Wild Bug in CIA
Well... now I think I've seen it all. I found a bug in CIA today regarding the loading of a BMP file - basically, I had the red and blue bytes for each pixel reversed. How this showed up, however, is a tale to tell...
I have been trying to come up with an effective filter for the nuclear matter of the cells on the 7561/Her2 sample - you can see this on my CIA homepage. Basically, I can easily get the stained material, but the docs also want the number of cells, and their size to do a membrane comparison. So we've been trying to nail down what to look for. Well... today I hit on a big problem - the filter seemed to be acting exactly opposite to what I intended. I had computed HSL components of several RGB values, and the fat should have a high Hue, but was being nocked out by the high Hue filter. This was very troubling.

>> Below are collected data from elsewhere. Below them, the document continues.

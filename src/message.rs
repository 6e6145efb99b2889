//! The intermediate message record built from a Slack export.
//!
//! A [`ParsedMessage`] is neither exactly a Slack message nor exactly a Discord
//! message. Field names follow Slack conventions, and the two conversion methods
//! translate them into the argument shapes Discord expects.

use std::fmt;
use std::path::{Path, PathBuf};

use tracing::{Level, debug, enabled, info, warn};

use crate::discord::{Embed, FileUpload, SendArguments};
use crate::errors::MessageError;
use crate::slack_parser::{SlackAttachment, SlackFile, unescape_url};

/// Maximum number of embeds Discord accepts on a single message
pub const MAX_DISCORD_EMBEDS: usize = 10;

/// Render an optional value for a `key=value` style representation.
///
/// Real strings are quoted, absent values are written bare, so a value that is
/// literally the string `None` can be told apart from a missing one.
///
/// # Examples
///
/// ```
/// use slack2discord::message::str_or_none;
///
/// assert_eq!(str_or_none(None::<&str>), "None");
/// assert_eq!(str_or_none(Some("x")), "'x'");
/// ```
#[must_use]
pub fn str_or_none<T: fmt::Display>(val: Option<T>) -> String {
    match val {
        Some(v) => format!("'{v}'"),
        None => "None".to_string(),
    }
}

/// A single message that has been parsed from a Slack export.
#[derive(Debug, Clone, Default)]
pub struct ParsedMessage {
    text: String,
    links: Vec<MessageLink>,
    files: Vec<MessageFile>,
}

impl ParsedMessage {
    #[must_use]
    pub fn new(text: impl Into<String>) -> Self {
        Self {
            text: text.into(),
            links: Vec::new(),
            files: Vec::new(),
        }
    }

    #[must_use]
    pub fn text(&self) -> &str {
        &self.text
    }

    #[must_use]
    pub fn links(&self) -> &[MessageLink] {
        &self.links
    }

    #[must_use]
    pub fn files(&self) -> &[MessageFile] {
        &self.files
    }

    /// Mutable access for the downloader, which fills in each file's local path.
    pub fn files_mut(&mut self) -> &mut [MessageFile] {
        &mut self.files
    }

    /// Add a Slack attachment as a link. URL fields are unescaped before storage.
    pub fn add_link(&mut self, attachment: SlackAttachment) {
        let link = MessageLink {
            title: attachment.title,
            title_link: unescape_url(attachment.title_link.as_deref()),
            text: attachment.text,
            service_name: attachment.service_name,
            service_icon: unescape_url(attachment.service_icon.as_deref()),
            image_url: unescape_url(attachment.image_url.as_deref()),
            thumb_url: unescape_url(attachment.thumb_url.as_deref()),
        };

        if enabled!(Level::DEBUG) {
            debug!("Link added to parsed message: {}", link);
        } else {
            info!(
                "Link added to parsed message: {}",
                link.title_link.as_deref().unwrap_or_default()
            );
        }

        self.links.push(link);
    }

    /// Add a Slack file. `url_private` is unescaped and stored as the file URL.
    pub fn add_file(&mut self, file: SlackFile) {
        let file = MessageFile::new(
            file.id,
            file.name,
            unescape_url(file.url_private.as_deref()),
        );

        if enabled!(Level::DEBUG) {
            debug!("File added to parsed message: {}", file);
        } else {
            info!(
                "File added to parsed message: {}",
                file.name.as_deref().unwrap_or_default()
            );
        }

        self.files.push(file);
    }

    /// Number of links that [`send_arguments`](Self::send_arguments) leaves out
    /// because of Discord's embed cap.
    #[must_use]
    pub fn dropped_link_count(&self) -> usize {
        self.links.len().saturating_sub(MAX_DISCORD_EMBEDS)
    }

    /// Build the arguments for sending this message to a Discord channel or thread.
    ///
    /// Slack attachments become embeds. Only the first [`MAX_DISCORD_EMBEDS`] links
    /// are kept; the rest are dropped with a warning.
    #[must_use]
    pub fn send_arguments(&self) -> SendArguments {
        if self.links.is_empty() {
            return SendArguments {
                content: self.text.clone(),
                embeds: None,
            };
        }

        if self.links.len() > MAX_DISCORD_EMBEDS {
            warn!(
                "Number of links ({}) exceeds the Discord max ({}), truncating list",
                self.links.len(),
                MAX_DISCORD_EMBEDS
            );
        }

        let embeds = self
            .links
            .iter()
            .take(MAX_DISCORD_EMBEDS)
            .map(MessageLink::to_embed)
            .collect();

        SendArguments {
            content: self.text.clone(),
            embeds: Some(embeds),
        }
    }

    /// Build the list of files to attach to the sent message.
    ///
    /// Returns `Ok(None)` when there are no files. Every file must have been
    /// downloaded first; otherwise the first one missing is reported.
    pub fn add_files_arguments(&self) -> Result<Option<Vec<FileUpload>>, MessageError> {
        if self.files.is_empty() {
            return Ok(None);
        }

        self.files
            .iter()
            .map(|file| {
                file.local_filename
                    .clone()
                    .map(|local_path| FileUpload {
                        // the bytes to upload, and the name Discord shows for them
                        local_path,
                        display_name: file.name.clone(),
                    })
                    .ok_or_else(|| MessageError::FileNotDownloaded(file.to_string()))
            })
            .collect::<Result<Vec<_>, _>>()
            .map(Some)
    }
}

impl fmt::Display for ParsedMessage {
    fn fmt(&self, f: &mut fmt::Formatter<'_>) -> fmt::Result {
        write!(f, "ParsedMessage(text='{}', links=[", self.text)?;
        for (i, link) in self.links.iter().enumerate() {
            if i > 0 {
                f.write_str(", ")?;
            }
            write!(f, "{link}")?;
        }
        f.write_str("], files=[")?;
        for (i, file) in self.files.iter().enumerate() {
            if i > 0 {
                f.write_str(", ")?;
            }
            write!(f, "{file}")?;
        }
        f.write_str("])")
    }
}

/// Properties from an exported Slack attachment, named the way Slack names them.
#[derive(Debug, Clone, Default, PartialEq, Eq)]
pub struct MessageLink {
    title: Option<String>,
    title_link: Option<String>,
    text: Option<String>,
    service_name: Option<String>,
    service_icon: Option<String>,
    image_url: Option<String>,
    thumb_url: Option<String>,
}

impl MessageLink {
    #[must_use]
    pub fn title(&self) -> Option<&str> {
        self.title.as_deref()
    }

    #[must_use]
    pub fn title_link(&self) -> Option<&str> {
        self.title_link.as_deref()
    }

    #[must_use]
    pub fn text(&self) -> Option<&str> {
        self.text.as_deref()
    }

    #[must_use]
    pub fn service_name(&self) -> Option<&str> {
        self.service_name.as_deref()
    }

    #[must_use]
    pub fn service_icon(&self) -> Option<&str> {
        self.service_icon.as_deref()
    }

    #[must_use]
    pub fn image_url(&self) -> Option<&str> {
        self.image_url.as_deref()
    }

    #[must_use]
    pub fn thumb_url(&self) -> Option<&str> {
        self.thumb_url.as_deref()
    }

    // Slack terminology goes in, Discord terminology comes out
    fn to_embed(&self) -> Embed {
        let mut embed = Embed::new(
            self.title.clone(),
            self.title_link.clone(),
            self.text.clone(),
        );

        // empty strings count as absent for the optional blocks
        let service_name = non_empty(self.service_name.as_deref());
        let service_icon = non_empty(self.service_icon.as_deref());

        if service_name.is_some() || service_icon.is_some() {
            embed = embed.with_author(service_name, service_icon);
        }
        if let Some(url) = non_empty(self.image_url.as_deref()) {
            embed = embed.with_image(url);
        }
        if let Some(url) = non_empty(self.thumb_url.as_deref()) {
            embed = embed.with_thumbnail(url);
        }

        embed
    }
}

fn non_empty(val: Option<&str>) -> Option<String> {
    val.filter(|s| !s.is_empty()).map(str::to_string)
}

impl fmt::Display for MessageLink {
    fn fmt(&self, f: &mut fmt::Formatter<'_>) -> fmt::Result {
        write!(
            f,
            "MessageLink(title={}, title_link={}, text={}, service_name={}, \
             service_icon={}, image_url={}, thumb_url={})",
            str_or_none(self.title.as_deref()),
            str_or_none(self.title_link.as_deref()),
            str_or_none(self.text.as_deref()),
            str_or_none(self.service_name.as_deref()),
            str_or_none(self.service_icon.as_deref()),
            str_or_none(self.image_url.as_deref()),
            str_or_none(self.thumb_url.as_deref()),
        )
    }
}

/// Properties from an exported Slack message to support an attached file.
#[derive(Debug, Clone, Default, PartialEq, Eq)]
pub struct MessageFile {
    id: Option<String>,
    name: Option<String>,
    /// `url_private` in Slack
    url: Option<String>,
    // set later, once the file is downloaded
    local_filename: Option<PathBuf>,
}

impl MessageFile {
    #[must_use]
    pub fn new(id: Option<String>, name: Option<String>, url: Option<String>) -> Self {
        Self {
            id,
            name,
            url,
            local_filename: None,
        }
    }

    #[must_use]
    pub fn id(&self) -> Option<&str> {
        self.id.as_deref()
    }

    #[must_use]
    pub fn name(&self) -> Option<&str> {
        self.name.as_deref()
    }

    #[must_use]
    pub fn url(&self) -> Option<&str> {
        self.url.as_deref()
    }

    #[must_use]
    pub fn local_filename(&self) -> Option<&Path> {
        self.local_filename.as_deref()
    }

    #[must_use]
    pub fn is_downloaded(&self) -> bool {
        self.local_filename.is_some()
    }

    /// Record where the downloader put this file on disk.
    pub fn set_local_filename(&mut self, path: impl Into<PathBuf>) {
        let path = path.into();
        debug!(
            "Local file for {}: {}",
            self.id.as_deref().unwrap_or_default(),
            path.display()
        );
        self.local_filename = Some(path);
    }
}

impl fmt::Display for MessageFile {
    fn fmt(&self, f: &mut fmt::Formatter<'_>) -> fmt::Result {
        write!(
            f,
            "MessageFile(id={}, name={}, url={}, local_filename={})",
            str_or_none(self.id.as_deref()),
            str_or_none(self.name.as_deref()),
            str_or_none(self.url.as_deref()),
            str_or_none(self.local_filename.as_deref().map(Path::display)),
        )
    }
}
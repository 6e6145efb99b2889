//! Shared helpers for integration tests
#![allow(dead_code)]

use std::io::{self, Write};
use std::sync::{Arc, Mutex};

use tracing_subscriber::fmt::MakeWriter;

/// Collects formatted log output in memory so tests can assert on it.
#[derive(Clone, Default)]
pub struct CapturedLogs(Arc<Mutex<Vec<u8>>>);

impl CapturedLogs {
    pub fn contents(&self) -> String {
        let buf = self.0.lock().unwrap();
        String::from_utf8_lossy(&buf).into_owned()
    }

    /// Run `f` with a subscriber that writes into this buffer at `level` and above.
    pub fn capture<T>(&self, level: tracing::Level, f: impl FnOnce() -> T) -> T {
        let subscriber = tracing_subscriber::fmt()
            .with_writer(self.clone())
            .with_max_level(level)
            .with_ansi(false)
            .finish();
        tracing::subscriber::with_default(subscriber, f)
    }
}

impl Write for CapturedLogs {
    fn write(&mut self, data: &[u8]) -> io::Result<usize> {
        self.0.lock().unwrap().extend_from_slice(data);
        Ok(data.len())
    }

    fn flush(&mut self) -> io::Result<()> {
        Ok(())
    }
}

impl<'a> MakeWriter<'a> for CapturedLogs {
    type Writer = CapturedLogs;

    fn make_writer(&'a self) -> Self::Writer {
        self.clone()
    }
}
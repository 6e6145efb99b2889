use serde::{Deserialize, Serialize};

/// A rich content card attached to a Discord message.
///
/// Only the fields that can be filled from a Slack attachment are modelled.
/// Absent fields are left out of the serialized form entirely.
#[derive(Debug, Clone, Default, PartialEq, Eq, Serialize, Deserialize)]
pub struct Embed {
    #[serde(skip_serializing_if = "Option::is_none")]
    pub title: Option<String>,
    #[serde(skip_serializing_if = "Option::is_none")]
    pub url: Option<String>,
    #[serde(skip_serializing_if = "Option::is_none")]
    pub description: Option<String>,
    #[serde(skip_serializing_if = "Option::is_none")]
    pub author: Option<EmbedAuthor>,
    #[serde(skip_serializing_if = "Option::is_none")]
    pub image: Option<EmbedMedia>,
    #[serde(skip_serializing_if = "Option::is_none")]
    pub thumbnail: Option<EmbedMedia>,
}

/// The author line shown at the top of an embed
#[derive(Debug, Clone, Default, PartialEq, Eq, Serialize, Deserialize)]
pub struct EmbedAuthor {
    #[serde(skip_serializing_if = "Option::is_none")]
    pub name: Option<String>,
    #[serde(skip_serializing_if = "Option::is_none")]
    pub icon_url: Option<String>,
}

/// Image or thumbnail block
#[derive(Debug, Clone, PartialEq, Eq, Serialize, Deserialize)]
pub struct EmbedMedia {
    pub url: String,
}

impl Embed {
    #[must_use]
    pub fn new(
        title: Option<String>,
        url: Option<String>,
        description: Option<String>,
    ) -> Self {
        Self {
            title,
            url,
            description,
            ..Self::default()
        }
    }

    #[must_use]
    pub fn with_author(mut self, name: Option<String>, icon_url: Option<String>) -> Self {
        self.author = Some(EmbedAuthor { name, icon_url });
        self
    }

    #[must_use]
    pub fn with_image(mut self, url: String) -> Self {
        self.image = Some(EmbedMedia { url });
        self
    }

    #[must_use]
    pub fn with_thumbnail(mut self, url: String) -> Self {
        self.thumbnail = Some(EmbedMedia { url });
        self
    }
}
use std::env;

pub const LOG_FORMAT_VAR: &str = "SLACK2DISCORD_LOG_FORMAT";
pub const LOG_FILTER_VAR: &str = "SLACK2DISCORD_LOG";

const DEFAULT_LOG_FILTER: &str = "info";

/// How log lines are written
#[derive(Debug, Clone, Copy, PartialEq, Eq, Default)]
pub enum LogFormat {
    #[default]
    Json,
    Pretty,
}

impl std::str::FromStr for LogFormat {
    type Err = String;

    fn from_str(s: &str) -> Result<Self, Self::Err> {
        match s.trim().to_ascii_lowercase().as_str() {
            "json" => Ok(Self::Json),
            "pretty" => Ok(Self::Pretty),
            other => Err(format!("unknown log format '{other}', expected 'json' or 'pretty'")),
        }
    }
}

#[derive(Debug, Clone, PartialEq, Eq)]
pub struct AppConfig {
    pub log_format: LogFormat,
    /// `EnvFilter` directives, e.g. `info` or `slack2discord::message=debug`
    pub log_filter: String,
}

impl Default for AppConfig {
    fn default() -> Self {
        Self {
            log_format: LogFormat::default(),
            log_filter: DEFAULT_LOG_FILTER.to_string(),
        }
    }
}

impl AppConfig {
    pub fn from_env() -> Result<Self, String> {
        Self::from_lookup(|key| env::var(key).ok())
    }

    /// Same as [`from_env`](Self::from_env) but reads from an arbitrary source.
    pub fn from_lookup<F>(lookup: F) -> Result<Self, String>
    where
        F: Fn(&str) -> Option<String>,
    {
        let log_format = match lookup(LOG_FORMAT_VAR) {
            Some(raw) => raw
                .parse::<LogFormat>()
                .map_err(|e| format!("{LOG_FORMAT_VAR}: {e}"))?,
            None => LogFormat::default(),
        };

        let log_filter = lookup(LOG_FILTER_VAR)
            .filter(|f| !f.trim().is_empty())
            .unwrap_or_else(|| DEFAULT_LOG_FILTER.to_string());

        Ok(Self {
            log_format,
            log_filter,
        })
    }
}
use thiserror::Error;

#[derive(Debug, Error)]
pub enum MessageError {
    #[error("Failed to parse Slack export record: {0}")]
    ParseError(String),

    #[error("File has not been downloaded yet: {0}")]
    FileNotDownloaded(String),
}

impl From<serde_json::Error> for MessageError {
    fn from(error: serde_json::Error) -> Self {
        MessageError::ParseError(error.to_string())
    }
}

I checked the threshold calculations - they were right... then I checked the filters... they were right, and finally I got specific coordinates from GIMP and used them. I found the RGB values were wrong, and within five minutes, I realized that they were wrong in a very specific way - red and blue were transposed. Once I fixed it in the code the filter acted correctly. It was amazing... the data was bad in just such a way as to make the results look as if I had the binary filter in the wrong direction. How incredibly odd.
Now that I have the BMP reader working properly, I'm going back to look at some of the runs I've done to see if the Hue-based filters that didn't seem to work now work because the data is more in line. Preliminary results show that it's looking good and we could have made a big break-through today. What a trip!